Your objective: Nothing but a number should be returned: the count of lines in the records that contain "iter".

Data to process:
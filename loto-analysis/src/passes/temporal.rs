//! Analyses qui dépendent de la position des tirages dans l'historique.
//!
//! L'historique est supposé chronologique : `draws[0]` est le plus ancien,
//! `draws[len - 1]` le plus récent.

use std::collections::HashMap;

use loto_db::models::Draw;

use super::{PassKind, ranked, require, require_positive};
use crate::error::AnalysisError;
use crate::feature::{Feature, ScoredFeature};
use crate::tally::Tally;

/// Écart (en nombre de tirages) entre les deux dernières apparitions de
/// chaque numéro. Un numéro vu une seule fois n'a pas d'entrée, et un numéro
/// répété dans le même tirage (chance = principal) ne compte qu'une fois.
pub fn gaps(draws: &[Draw]) -> Result<Vec<ScoredFeature>, AnalysisError> {
    require(PassKind::Gaps, draws)?;
    let mut last_seen: HashMap<u8, usize> = HashMap::new();
    let mut gaps = Tally::new();

    for (index, draw) in draws.iter().enumerate() {
        for n in draw.combined_numbers() {
            if let Some(&previous) = last_seen.get(&n).filter(|&&p| p < index) {
                gaps.set(Feature::Number(n as u32), (index - previous) as u32);
            }
            last_seen.insert(n, index);
        }
    }

    Ok(ranked(gaps))
}

/// Nombre de tirages depuis la dernière apparition de chaque numéro.
pub fn delays(draws: &[Draw]) -> Result<Vec<ScoredFeature>, AnalysisError> {
    require(PassKind::Delays, draws)?;
    let mut last_seen: Tally<u8> = Tally::new();
    for (index, draw) in draws.iter().enumerate() {
        for n in draw.combined_numbers() {
            last_seen.set(n, index as u32);
        }
    }

    let current = (draws.len() - 1) as u32;
    let mut delays = Tally::new();
    for (n, index) in last_seen.iter() {
        delays.set(Feature::Number(n as u32), current - index);
    }
    Ok(ranked(delays))
}

/// Transitions tirage `i-1` → tirage `i` cumulées sur tout l'historique, lues
/// depuis les numéros du dernier tirage.
pub fn markov(draws: &[Draw]) -> Result<Vec<ScoredFeature>, AnalysisError> {
    require(PassKind::Markov, draws)?;
    let mut transitions: HashMap<u8, Tally<u8>> = HashMap::new();

    for pair in draws.windows(2) {
        let previous = pair[0].combined_numbers();
        for n in pair[1].combined_numbers() {
            for &from in &previous {
                transitions.entry(from).or_default().add(n, 1);
            }
        }
    }

    let mut scores = Tally::new();
    let latest = draws[draws.len() - 1].combined_numbers();
    for from in latest {
        if let Some(next) = transitions.get(&from) {
            for (n, count) in next.iter() {
                scores.add(Feature::Number(n as u32), count);
            }
        }
    }

    Ok(ranked(scores))
}

/// Apparitions de chaque numéro aux positions `index % cycle_length` égales à
/// la position du prochain tirage.
pub fn cycles(draws: &[Draw], cycle_length: usize) -> Result<Vec<ScoredFeature>, AnalysisError> {
    require(PassKind::Cycle, draws)?;
    require_positive("cycle_length", cycle_length)?;

    let mut order: Vec<u8> = Vec::new();
    let mut buckets: HashMap<u8, Vec<u32>> = HashMap::new();
    for (index, draw) in draws.iter().enumerate() {
        let slot = index % cycle_length;
        for n in draw.combined_numbers() {
            let counts = buckets.entry(n).or_insert_with(|| {
                order.push(n);
                vec![0; cycle_length]
            });
            counts[slot] += 1;
        }
    }

    let current = draws.len() % cycle_length;
    let mut scores = Tally::new();
    for n in order {
        scores.set(Feature::Number(n as u32), buckets[&n][current]);
    }
    Ok(ranked(scores))
}

#[cfg(test)]
mod tests {
    use super::*;
    use crate::testing::{draw, scenario_draws, score_of};

    #[test]
    fn test_gaps_scenario() {
        let result = gaps(&scenario_draws()).unwrap();
        assert_eq!(result[0], ScoredFeature { feature: Feature::Number(1), score: 2 });
        assert_eq!(score_of(&result, Feature::Number(2)), Some(1));
        assert_eq!(score_of(&result, Feature::Number(6)), Some(1));
        // 7 n'apparaît qu'une fois
        assert_eq!(score_of(&result, Feature::Number(7)), None);
    }

    #[test]
    fn test_gap_is_last_not_average() {
        let draws = vec![
            draw(1, [1, 10, 11, 12, 13], 2),
            draw(2, [1, 20, 21, 22, 23], 2),
            draw(3, [30, 31, 32, 33, 34], 3),
            draw(4, [30, 31, 32, 33, 34], 3),
            draw(5, [1, 40, 41, 42, 43], 4),
        ];
        let result = gaps(&draws).unwrap();
        assert_eq!(score_of(&result, Feature::Number(1)), Some(3));
        assert_eq!(score_of(&result, Feature::Number(2)), Some(1));
    }

    #[test]
    fn test_gap_ignores_repeat_inside_draw() {
        let draws = vec![
            draw(1, [3, 10, 11, 12, 13], 9),
            draw(2, [20, 21, 22, 23, 24], 8),
            draw(3, [3, 30, 31, 32, 33], 3),
        ];
        let result = gaps(&draws).unwrap();
        assert_eq!(score_of(&result, Feature::Number(3)), Some(2));
        assert!(result.iter().all(|f| f.score > 0));
    }

    #[test]
    fn test_delays_scenario() {
        let result = delays(&scenario_draws()).unwrap();
        assert_eq!(result[0], ScoredFeature { feature: Feature::Number(7), score: 1 });
        assert_eq!(score_of(&result, Feature::Number(1)), Some(0));
        assert_eq!(score_of(&result, Feature::Number(8)), None);
        assert_eq!(result.len(), 7);
    }

    #[test]
    fn test_markov_scenario() {
        let result = markov(&scenario_draws()).unwrap();
        assert_eq!(score_of(&result, Feature::Number(2)), Some(11));
        assert_eq!(score_of(&result, Feature::Number(7)), Some(6));
        assert_eq!(score_of(&result, Feature::Number(1)), Some(5));
    }

    #[test]
    fn test_markov_unseen_predecessors() {
        let draws = vec![
            draw(1, [1, 2, 3, 4, 5], 6),
            draw(2, [20, 21, 22, 23, 24], 9),
        ];
        // les numéros du dernier tirage n'ont jamais précédé un autre tirage
        assert!(markov(&draws).unwrap().is_empty());
    }

    #[test]
    fn test_cycles_current_slot() {
        let draws = scenario_draws();
        // 3 tirages, cycle 2 → position courante 1 → tirage d'indice 1
        let result = cycles(&draws, 2).unwrap();
        assert_eq!(score_of(&result, Feature::Number(7)), Some(1));
        assert_eq!(score_of(&result, Feature::Number(2)), Some(1));
        assert_eq!(score_of(&result, Feature::Number(1)), Some(0));
    }

    #[test]
    fn test_cycles_empty_slot_scores_zero() {
        let result = cycles(&scenario_draws(), 10).unwrap();
        assert_eq!(result.len(), 7);
        assert!(result.iter().all(|f| f.score == 0));
    }
}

Written answer: 7